── SOURCE INFORMATION ──

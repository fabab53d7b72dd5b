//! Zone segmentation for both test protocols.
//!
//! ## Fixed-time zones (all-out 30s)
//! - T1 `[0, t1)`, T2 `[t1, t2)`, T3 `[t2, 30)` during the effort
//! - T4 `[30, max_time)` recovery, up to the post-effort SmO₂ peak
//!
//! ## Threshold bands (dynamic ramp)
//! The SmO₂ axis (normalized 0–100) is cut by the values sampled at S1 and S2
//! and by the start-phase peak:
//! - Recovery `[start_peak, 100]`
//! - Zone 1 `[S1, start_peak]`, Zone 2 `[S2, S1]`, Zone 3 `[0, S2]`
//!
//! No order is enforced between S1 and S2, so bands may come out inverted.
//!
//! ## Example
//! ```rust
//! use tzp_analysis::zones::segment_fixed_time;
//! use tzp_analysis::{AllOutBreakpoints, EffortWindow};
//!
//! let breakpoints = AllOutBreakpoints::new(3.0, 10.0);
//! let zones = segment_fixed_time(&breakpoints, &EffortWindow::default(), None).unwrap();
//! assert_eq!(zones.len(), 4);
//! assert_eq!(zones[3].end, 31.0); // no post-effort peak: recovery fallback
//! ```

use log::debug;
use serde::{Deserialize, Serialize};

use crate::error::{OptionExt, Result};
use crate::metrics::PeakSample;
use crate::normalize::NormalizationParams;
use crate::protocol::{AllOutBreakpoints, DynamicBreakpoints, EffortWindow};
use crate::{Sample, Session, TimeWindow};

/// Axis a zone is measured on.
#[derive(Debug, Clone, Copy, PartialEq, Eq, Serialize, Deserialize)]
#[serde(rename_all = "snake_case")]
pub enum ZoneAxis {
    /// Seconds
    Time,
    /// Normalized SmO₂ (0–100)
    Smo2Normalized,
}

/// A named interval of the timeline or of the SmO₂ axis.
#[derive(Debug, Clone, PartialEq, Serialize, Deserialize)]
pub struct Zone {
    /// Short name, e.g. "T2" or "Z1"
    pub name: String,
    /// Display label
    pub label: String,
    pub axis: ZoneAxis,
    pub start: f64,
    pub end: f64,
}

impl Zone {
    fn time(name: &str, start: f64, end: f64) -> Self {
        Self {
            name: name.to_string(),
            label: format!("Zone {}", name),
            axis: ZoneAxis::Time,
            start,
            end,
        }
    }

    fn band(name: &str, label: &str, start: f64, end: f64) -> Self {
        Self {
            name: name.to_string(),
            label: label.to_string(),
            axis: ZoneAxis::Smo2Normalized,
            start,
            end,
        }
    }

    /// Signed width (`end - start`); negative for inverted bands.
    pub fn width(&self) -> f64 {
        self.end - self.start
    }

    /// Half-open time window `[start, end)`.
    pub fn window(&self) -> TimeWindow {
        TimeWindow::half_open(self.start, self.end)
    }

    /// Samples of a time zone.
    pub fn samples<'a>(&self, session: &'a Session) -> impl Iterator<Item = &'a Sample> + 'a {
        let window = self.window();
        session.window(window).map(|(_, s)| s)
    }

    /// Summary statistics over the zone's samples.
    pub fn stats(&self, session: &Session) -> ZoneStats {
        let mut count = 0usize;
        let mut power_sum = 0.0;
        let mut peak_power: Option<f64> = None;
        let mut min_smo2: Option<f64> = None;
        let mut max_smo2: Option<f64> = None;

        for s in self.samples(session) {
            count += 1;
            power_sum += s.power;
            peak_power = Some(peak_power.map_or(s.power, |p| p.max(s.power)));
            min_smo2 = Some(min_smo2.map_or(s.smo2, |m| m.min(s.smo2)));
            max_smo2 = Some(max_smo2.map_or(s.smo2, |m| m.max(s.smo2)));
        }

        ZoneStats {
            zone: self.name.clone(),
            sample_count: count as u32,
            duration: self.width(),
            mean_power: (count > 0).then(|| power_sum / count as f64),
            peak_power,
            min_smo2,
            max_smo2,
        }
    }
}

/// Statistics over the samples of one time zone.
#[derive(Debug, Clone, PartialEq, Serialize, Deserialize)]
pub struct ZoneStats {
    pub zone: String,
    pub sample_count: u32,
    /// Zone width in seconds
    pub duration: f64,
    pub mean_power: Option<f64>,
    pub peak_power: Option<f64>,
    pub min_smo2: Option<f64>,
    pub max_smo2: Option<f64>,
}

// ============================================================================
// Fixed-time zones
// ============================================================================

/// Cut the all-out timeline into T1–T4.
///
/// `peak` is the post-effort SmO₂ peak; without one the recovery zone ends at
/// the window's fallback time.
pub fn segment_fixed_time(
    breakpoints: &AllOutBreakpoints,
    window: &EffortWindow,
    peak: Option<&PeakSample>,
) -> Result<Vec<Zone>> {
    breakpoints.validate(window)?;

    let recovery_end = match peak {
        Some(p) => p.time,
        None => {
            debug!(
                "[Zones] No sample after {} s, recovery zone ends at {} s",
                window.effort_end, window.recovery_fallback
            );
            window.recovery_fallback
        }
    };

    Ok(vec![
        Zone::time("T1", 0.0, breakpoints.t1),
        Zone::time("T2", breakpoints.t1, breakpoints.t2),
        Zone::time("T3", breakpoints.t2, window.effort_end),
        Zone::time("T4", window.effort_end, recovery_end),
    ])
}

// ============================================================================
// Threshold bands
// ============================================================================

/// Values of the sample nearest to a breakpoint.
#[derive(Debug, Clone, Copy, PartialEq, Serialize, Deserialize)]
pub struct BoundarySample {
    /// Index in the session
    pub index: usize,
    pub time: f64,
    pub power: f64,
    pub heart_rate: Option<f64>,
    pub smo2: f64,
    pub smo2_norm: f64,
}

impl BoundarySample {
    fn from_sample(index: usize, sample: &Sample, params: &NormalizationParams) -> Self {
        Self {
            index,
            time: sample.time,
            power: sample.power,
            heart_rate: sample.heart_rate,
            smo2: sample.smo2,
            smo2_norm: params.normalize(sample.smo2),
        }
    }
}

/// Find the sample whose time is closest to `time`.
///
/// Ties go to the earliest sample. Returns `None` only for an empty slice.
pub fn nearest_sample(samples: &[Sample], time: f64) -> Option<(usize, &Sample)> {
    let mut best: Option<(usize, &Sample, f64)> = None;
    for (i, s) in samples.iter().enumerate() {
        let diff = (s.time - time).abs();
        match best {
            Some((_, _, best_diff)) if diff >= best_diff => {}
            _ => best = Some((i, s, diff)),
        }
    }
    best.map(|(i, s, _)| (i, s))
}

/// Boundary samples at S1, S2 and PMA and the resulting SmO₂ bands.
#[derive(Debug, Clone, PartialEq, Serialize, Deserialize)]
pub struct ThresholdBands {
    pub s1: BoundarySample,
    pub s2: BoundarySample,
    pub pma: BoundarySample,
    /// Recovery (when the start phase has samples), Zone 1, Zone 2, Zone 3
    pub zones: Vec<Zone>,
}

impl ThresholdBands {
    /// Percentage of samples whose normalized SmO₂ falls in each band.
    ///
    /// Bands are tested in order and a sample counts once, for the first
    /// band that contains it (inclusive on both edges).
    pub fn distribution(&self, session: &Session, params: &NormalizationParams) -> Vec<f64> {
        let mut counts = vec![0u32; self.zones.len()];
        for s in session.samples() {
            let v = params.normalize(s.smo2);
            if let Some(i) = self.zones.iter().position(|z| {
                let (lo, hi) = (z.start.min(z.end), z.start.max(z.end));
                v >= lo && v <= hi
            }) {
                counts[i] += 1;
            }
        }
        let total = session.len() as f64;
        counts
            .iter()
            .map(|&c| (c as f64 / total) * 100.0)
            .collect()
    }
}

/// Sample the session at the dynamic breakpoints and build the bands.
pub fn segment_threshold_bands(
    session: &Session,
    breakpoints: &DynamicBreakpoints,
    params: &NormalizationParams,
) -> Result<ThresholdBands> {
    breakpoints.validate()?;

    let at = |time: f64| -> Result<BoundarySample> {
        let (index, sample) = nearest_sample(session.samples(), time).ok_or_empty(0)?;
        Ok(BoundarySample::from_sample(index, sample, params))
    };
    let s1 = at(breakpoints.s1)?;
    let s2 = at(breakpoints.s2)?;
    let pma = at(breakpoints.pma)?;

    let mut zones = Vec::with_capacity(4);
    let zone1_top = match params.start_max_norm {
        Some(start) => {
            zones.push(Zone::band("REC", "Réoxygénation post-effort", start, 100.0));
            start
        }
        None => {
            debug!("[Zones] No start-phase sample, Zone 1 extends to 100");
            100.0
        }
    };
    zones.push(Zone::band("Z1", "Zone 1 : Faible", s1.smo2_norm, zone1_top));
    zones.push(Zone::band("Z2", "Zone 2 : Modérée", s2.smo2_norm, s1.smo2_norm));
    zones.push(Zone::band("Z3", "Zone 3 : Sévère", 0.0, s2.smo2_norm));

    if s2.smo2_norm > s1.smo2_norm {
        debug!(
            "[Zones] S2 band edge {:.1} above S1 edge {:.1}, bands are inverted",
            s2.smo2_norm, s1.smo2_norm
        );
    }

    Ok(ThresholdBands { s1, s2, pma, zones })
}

───

- ABOUT THIS EXERCISE -
Set down exactly the lines that begin with the one containing "let pma = at(breakpoints.pma)?;" and end with the last line above, and no others.

- SOLUTION TO THIS EXERCISE -
    let pma = at(breakpoints.pma)?;

    let mut zones = Vec::with_capacity(4);
    let zone1_top = match params.start_max_norm {
        Some(start) => {
            zones.push(Zone::band("REC", "Réoxygénation post-effort", start, 100.0));
            start
        }
        None => {
            debug!("[Zones] No start-phase sample, Zone 1 extends to 100");
            100.0
        }
    };
    zones.push(Zone::band("Z1", "Zone 1 : Faible", s1.smo2_norm, zone1_top));
    zones.push(Zone::band("Z2", "Zone 2 : Modérée", s2.smo2_norm, s1.smo2_norm));
    zones.push(Zone::band("Z3", "Zone 3 : Sévère", 0.0, s2.smo2_norm));

    if s2.smo2_norm > s1.smo2_norm {
        debug!(
            "[Zones] S2 band edge {:.1} above S1 edge {:.1}, bands are inverted",
            s2.smo2_norm, s1.smo2_norm
        );
    }

    Ok(ThresholdBands { s1, s2, pma, zones })
}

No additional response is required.